Gerekçe mi istiyorsunuz, Gazeteci Levent Gültekin yorumlarında, yazılarında defalarca dile getirdiği Kemal Kılıçdaroğlu’nun, “Bu iş beni aşar” diyerek Ekrem İmamoğlu veya Mansur Yavaş yerine aday olmasının nedenini sorun, “Hangi güce biat ettin ve bu Aziz Milleti tezgaha getirdin?” diye sorun.
Son sözüm ise CHP Teşkilatlarına ve özellikle Kayseri Teşkilatına.
Siz sanıyor musunuz, CHP’ye atanmış bir tek Gürsel Tekin var partinizde ve teşkilatlarınızda.

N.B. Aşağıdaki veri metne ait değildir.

//! `run` and `generate`: both end in a dispatched batch and a report.

use std::sync::Arc;

use enkai_core::api::{
    format_report, load_preset, load_template, model_breakdown, parse_template, route_models,
    save_report, split, summarize, AppConfig, CliError, ExecutionOpts, OutputWriter,
    TaskDescriptor,
};
use enkai_plugins::factory::{build_backend, build_engine_with};
use enkai_plugins::writer::FsOutputWriter;

use crate::commands::cli::{DispatchArgs, GenerateArgs, RunArgs};

pub async fn handle_run(args: RunArgs, cfg: AppConfig) -> Result<i32, CliError> {
    let tasks = load_run_tasks(&args)?;
    dispatch_tasks(tasks, &args.dispatch, cfg).await
}

fn load_run_tasks(args: &RunArgs) -> Result<Vec<TaskDescriptor>, CliError> {
    if let Some(path) = &args.template {
        let tasks = load_template(path)?;
        tracing::info!(template = %path, tasks = tasks.len(), "template loaded");
        Ok(tasks)
    } else if let Some(name) = &args.preset {
        let tasks = load_preset(name)?;
        tracing::info!(preset = %name, tasks = tasks.len(), "preset loaded");
        Ok(tasks)
    } else if let Some(json) = &args.tasks_json {
        let tasks = parse_template(json)?;
        tracing::info!(tasks = tasks.len(), "inline tasks parsed");
        Ok(tasks)
    } else {
        Err(CliError::Config(
            "one of --template, --preset or --tasks-json is required".to_string(),
        ))
    }
}

pub async fn handle_generate(args: GenerateArgs, cfg: AppConfig) -> Result<i32, CliError> {
    let result = split(&args.description, &args.files);
    tracing::info!(
        batch_id = %result.batch_id,
        tasks = result.tasks.len(),
        estimated = %result.estimated_time,
        "description split"
    );
    dispatch_tasks(result.tasks, &args.dispatch, cfg).await
}

/// Fold command-line flags over the loaded config.
pub(crate) fn apply_overrides(cfg: &mut AppConfig, args: &DispatchArgs) -> Result<(), CliError> {
    if let Some(concurrency) = args.concurrency {
        cfg.executor.concurrency = concurrency;
    }
    if let Some(mode) = &args.mode {
        cfg.generation.mode = mode.parse().map_err(CliError::Config)?;
    }
    if args.no_preamble {
        cfg.executor.preamble_enabled = false;
    }
    if let Some(dir) = &args.report_dir {
        cfg.report.directory = dir.clone();
    }
    if args.no_report {
        cfg.report.enabled = false;
    }
    if args.smart {
        cfg.generation.auto_model = true;
    }
    Ok(())
}

async fn dispatch_tasks(
    mut tasks: Vec<TaskDescriptor>,
    args: &DispatchArgs,
    mut cfg: AppConfig,
) -> Result<i32, CliError> {
    apply_overrides(&mut cfg, args)?;

    if tasks.is_empty() {
        println!("No tasks to dispatch.");
        return Ok(0);
    }

    route_models(&mut tasks, cfg.generation.auto_model);
    for (model, count) in model_breakdown(&tasks, &cfg.generation.model) {
        tracing::info!(model = %model, tasks = count, "model assignment");
    }

    let jsonl = args.stream_format == "jsonl";
    let opts = ExecutionOpts::from_config(&cfg.executor, &args.stream_format, args.quiet);

    let backend = build_backend(&cfg).map_err(|e| CliError::Config(e.to_string()))?;
    let writer: Arc<dyn OutputWriter> = match &args.output_root {
        Some(root) => Arc::new(FsOutputWriter::with_root(root)),
        None => Arc::new(FsOutputWriter::new()),
    };
    let engine = build_engine_with(&cfg, opts, backend, writer)
        .map_err(|e| CliError::Config(e.to_string()))?;

    let run = engine.execute(&tasks).await?;
    let summary = summarize(&run.results, run.total_duration_ms)?;

    if jsonl {
        let line = serde_json::to_string(&summary)
            .map_err(|e| CliError::Command(format!("failed to encode summary: {e}")))?;
        println!("{line}");
    } else {
        print!("{}", format_report(&summary));
    }

    if cfg.report.enabled {
        // Generated files are already on disk, so a failed report only warns.
        match save_report(&cfg.report.directory, &summary).await {
            Ok(path) if !jsonl => println!("Report: {}", path.display()),
            Ok(path) => tracing::info!(path = %path.display(), "report saved"),
            Err(e) => tracing::warn!(
                directory = %cfg.report.directory,
                error = %e,
                "failed to save report"
            ),
        }
    }

    Ok(if summary.all_succeeded() { 0 } else { 1 })
}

Hem de CHP Üyelerinin, delegelerin oylarıyla seçilmiş o kadar çok kayyım var ki, zoru gördüğünde partiden pırtacak.
İki delegenin fazladan desteğini alacağım diye, ya da ‘Delege seçimlerinde kullanacağı oy aşkına partiye doldurulan CHP’li görünümlü Yozkurtları (Gerçek Bozkurtları tenzih ederim) temizlemediğiniz sürece bu parti, hergelelerin cirit alanı olmaktan kurtulamaz.
Kayseri’de işe; son kurultayda Özgür Özel’e karşı liste çıkaran delegelerinizden başlayın.
Sonra da, Üye listelerini önünüze çekin, en az 2 gerçek CHP’linin “Partilimizdir” demeyeceği insanları teşkilatlardan temizleyin.
Yapmadığınız takdirde, başka illerde CHP Genel Başkanının topladığı kararlı kalabalıkları TV’den izleyip izleyip iç geçirmeye ve birbirinizin kuyusunu kazmaya devam edersiniz.